··· STORED DATA

//! End-to-end schema pipeline tests: parse, compile, type values.

use yangschema::schema::compiled::CompiledNodeKind;
use yangschema::types::value::NoIdentities;
use yangschema::types::BuiltinType;
use yangschema::{Context, Error, SchemaFormat};

fn module(body: &str) -> String {
    format!(
        "module m {{ yang-version 1.1; namespace \"urn:tests:m\"; prefix m; {} }}",
        body
    )
}

fn compile(body: &str) -> std::sync::Arc<yangschema::schema::compiled::CompiledModule> {
    let mut ctx = Context::new();
    ctx.parse_module(&module(body), SchemaFormat::Yang).unwrap();
    ctx.compile_module("m").unwrap()
}

fn compile_err(body: &str) -> Error {
    let mut ctx = Context::new();
    ctx.parse_module(&module(body), SchemaFormat::Yang).unwrap();
    ctx.compile_module("m").unwrap_err()
}

fn leaf_type(
    compiled: &yangschema::schema::compiled::CompiledModule,
    name: &str,
) -> yangschema::types::CompiledType {
    let id = compiled.child_by_name(None, name).unwrap();
    match &compiled.node(id).kind {
        CompiledNodeKind::Leaf { type_, .. } => type_.clone(),
        other => panic!("expected leaf, got {:?}", other),
    }
}

#[test]
fn scenario_int8_range_and_default() {
    let compiled = compile(
        "leaf port { type int8 { range \"0 .. 50 | 127\"; } default \"20\"; }",
    );

    let id = compiled.child_by_name(None, "port").unwrap();
    match &compiled.node(id).kind {
        CompiledNodeKind::Leaf {
            type_,
            default,
            default_value,
            ..
        } => {
            assert_eq!(type_.base, BuiltinType::Int8);
            let intervals: Vec<(i128, i128)> = type_
                .range
                .as_ref()
                .unwrap()
                .intervals()
                .iter()
                .map(|i| (i.lo, i.hi))
                .collect();
            assert_eq!(intervals, vec![(0, 50), (127, 127)]);
            assert_eq!(default.as_deref(), Some("20"));

            let stored = default_value.as_ref().unwrap();
            assert_eq!(type_.print(stored), "20");
        }
        other => panic!("expected leaf, got {:?}", other),
    }
}

#[test]
fn scenario_default_out_of_bounds() {
    let err = compile_err(
        "leaf port { type int8 { range \"0 .. 50 | 127\"; } default \"128\"; }",
    );
    let message = format!("{}", err);
    assert!(matches!(err, Error::Validation(_)));
    assert!(message.contains("Invalid default - value does not fit the type"));
    assert!(message.contains("out of int8's min/max bounds"));
}

#[test]
fn scenario_default_outside_range() {
    let err = compile_err(
        "leaf port { type int8 { range \"0 .. 50 | 127\"; } default \"60\"; }",
    );
    let message = format!("{}", err);
    assert!(matches!(err, Error::Validation(_)));
    assert!(message.contains("does not satisfy the range constraint"));
}

#[test]
fn scenario_derived_restriction_not_more_limiting() {
    let err = compile_err(
        "typedef my { type int8 { range \"-128 .. -60 | -1 .. 1 | 60 .. 127\"; } } \
         leaf l { type my { range \"-80 .. 80\"; } }",
    );
    let message = format!("{}", err);
    assert!(matches!(err, Error::Validation(_)));
    assert!(message.contains("derived restriction (-80 .. 80) is not equally or more limiting"));
}

#[test]
fn scenario_decimal64_canonicalization() {
    let compiled = compile("leaf x { type decimal64 { fraction-digits 2; } }");
    let type_ = leaf_type(&compiled, "x");

    let v = type_.store("3.1", &NoIdentities).unwrap();
    assert_eq!(type_.print(&v), "3.10");
    assert!(type_.store("3.145", &NoIdentities).is_err());
    let v = type_.store("-0.00", &NoIdentities).unwrap();
    assert_eq!(type_.print(&v), "0.00");
}

#[test]
fn scenario_identity_dag() {
    let mut ctx = Context::new();
    ctx.parse_module(
        &module("identity a; identity b { base a; } identity c { base b; }"),
        SchemaFormat::Yang,
    )
    .unwrap();
    ctx.compile_module("m").unwrap();

    use yangschema::types::value::IdentityResolver;
    let a = ctx.resolve("m:a").unwrap();
    let c = ctx.resolve("m:c").unwrap();
    assert!(ctx.derived_from_or_self(&c, &a));
    assert!(!ctx.derived_from_or_self(&a, &c));
}

#[test]
fn scenario_yin_range_intervals() {
    let source = format!(
        "<module name=\"m\" xmlns=\"{}\">\
         <yang-version value=\"1.1\"/>\
         <namespace uri=\"urn:tests:m\"/>\
         <prefix value=\"m\"/>\
         <leaf name=\"port\"><type name=\"int8\">\
         <range value=\"min .. 10 | 11 .. 12 | 30\"/>\
         </type></leaf></module>",
        yangschema::YIN_NAMESPACE
    );
    let mut ctx = Context::new();
    ctx.parse_module(&source, SchemaFormat::Yin).unwrap();
    let compiled = ctx.compile_module("m").unwrap();

    let type_ = leaf_type(&compiled, "port");
    let intervals: Vec<(i128, i128)> = type_
        .range
        .as_ref()
        .unwrap()
        .intervals()
        .iter()
        .map(|i| (i.lo, i.hi))
        .collect();
    // 10 and 11 are adjacent but must remain two intervals.
    assert_eq!(intervals, vec![(-128, 10), (11, 12), (30, 30)]);
}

······

EXERCISE DESCRIPTION:
Each record must be printed again, word for word, with nothing dropped.

WRITTEN RESPONSE:
//! End-to-end schema pipeline tests: parse, compile, type values.

use yangschema::schema::compiled::CompiledNodeKind;
use yangschema::types::value::NoIdentities;
use yangschema::types::BuiltinType;
use yangschema::{Context, Error, SchemaFormat};

fn module(body: &str) -> String {
    format!(
        "module m {{ yang-version 1.1; namespace \"urn:tests:m\"; prefix m; {} }}",
        body
    )
}

fn compile(body: &str) -> std::sync::Arc<yangschema::schema::compiled::CompiledModule> {
    let mut ctx = Context::new();
    ctx.parse_module(&module(body), SchemaFormat::Yang).unwrap();
    ctx.compile_module("m").unwrap()
}

fn compile_err(body: &str) -> Error {
    let mut ctx = Context::new();
    ctx.parse_module(&module(body), SchemaFormat::Yang).unwrap();
    ctx.compile_module("m").unwrap_err()
}

fn leaf_type(
    compiled: &yangschema::schema::compiled::CompiledModule,
    name: &str,
) -> yangschema::types::CompiledType {
    let id = compiled.child_by_name(None, name).unwrap();
    match &compiled.node(id).kind {
        CompiledNodeKind::Leaf { type_, .. } => type_.clone(),
        other => panic!("expected leaf, got {:?}", other),
    }
}

#[test]
fn scenario_int8_range_and_default() {
    let compiled = compile(
        "leaf port { type int8 { range \"0 .. 50 | 127\"; } default \"20\"; }",
    );

    let id = compiled.child_by_name(None, "port").unwrap();
    match &compiled.node(id).kind {
        CompiledNodeKind::Leaf {
            type_,
            default,
            default_value,
            ..
        } => {
            assert_eq!(type_.base, BuiltinType::Int8);
            let intervals: Vec<(i128, i128)> = type_
                .range
                .as_ref()
                .unwrap()
                .intervals()
                .iter()
                .map(|i| (i.lo, i.hi))
                .collect();
            assert_eq!(intervals, vec![(0, 50), (127, 127)]);
            assert_eq!(default.as_deref(), Some("20"));

            let stored = default_value.as_ref().unwrap();
            assert_eq!(type_.print(stored), "20");
        }
        other => panic!("expected leaf, got {:?}", other),
    }
}

#[test]
fn scenario_default_out_of_bounds() {
    let err = compile_err(
        "leaf port { type int8 { range \"0 .. 50 | 127\"; } default \"128\"; }",
    );
    let message = format!("{}", err);
    assert!(matches!(err, Error::Validation(_)));
    assert!(message.contains("Invalid default - value does not fit the type"));
    assert!(message.contains("out of int8's min/max bounds"));
}

#[test]
fn scenario_default_outside_range() {
    let err = compile_err(
        "leaf port { type int8 { range \"0 .. 50 | 127\"; } default \"60\"; }",
    );
    let message = format!("{}", err);
    assert!(matches!(err, Error::Validation(_)));
    assert!(message.contains("does not satisfy the range constraint"));
}

#[test]
fn scenario_derived_restriction_not_more_limiting() {
    let err = compile_err(
        "typedef my { type int8 { range \"-128 .. -60 | -1 .. 1 | 60 .. 127\"; } } \
         leaf l { type my { range \"-80 .. 80\"; } }",
    );
    let message = format!("{}", err);
    assert!(matches!(err, Error::Validation(_)));
    assert!(message.contains("derived restriction (-80 .. 80) is not equally or more limiting"));
}

#[test]
fn scenario_decimal64_canonicalization() {
    let compiled = compile("leaf x { type decimal64 { fraction-digits 2; } }");
    let type_ = leaf_type(&compiled, "x");

    let v = type_.store("3.1", &NoIdentities).unwrap();
    assert_eq!(type_.print(&v), "3.10");
    assert!(type_.store("3.145", &NoIdentities).is_err());
    let v = type_.store("-0.00", &NoIdentities).unwrap();
    assert_eq!(type_.print(&v), "0.00");
}

#[test]
fn scenario_identity_dag() {
    let mut ctx = Context::new();
    ctx.parse_module(
        &module("identity a; identity b { base a; } identity c { base b; }"),
        SchemaFormat::Yang,
    )
    .unwrap();
    ctx.compile_module("m").unwrap();

    use yangschema::types::value::IdentityResolver;
    let a = ctx.resolve("m:a").unwrap();
    let c = ctx.resolve("m:c").unwrap();
    assert!(ctx.derived_from_or_self(&c, &a));
    assert!(!ctx.derived_from_or_self(&a, &c));
}

#[test]
fn scenario_yin_range_intervals() {
    let source = format!(
        "<module name=\"m\" xmlns=\"{}\">\
         <yang-version value=\"1.1\"/>\
         <namespace uri=\"urn:tests:m\"/>\
         <prefix value=\"m\"/>\
         <leaf name=\"port\"><type name=\"int8\">\
         <range value=\"min .. 10 | 11 .. 12 | 30\"/>\
         </type></leaf></module>",
        yangschema::YIN_NAMESPACE
    );
    let mut ctx = Context::new();
    ctx.parse_module(&source, SchemaFormat::Yin).unwrap();
    let compiled = ctx.compile_module("m").unwrap();

    let type_ = leaf_type(&compiled, "port");
    let intervals: Vec<(i128, i128)> = type_
        .range
        .as_ref()
        .unwrap()
        .intervals()
        .iter()
        .map(|i| (i.lo, i.hi))
        .collect();
    // 10 and 11 are adjacent but must remain two intervals.
    assert_eq!(intervals, vec![(-128, 10), (11, 12), (30, 30)]);
}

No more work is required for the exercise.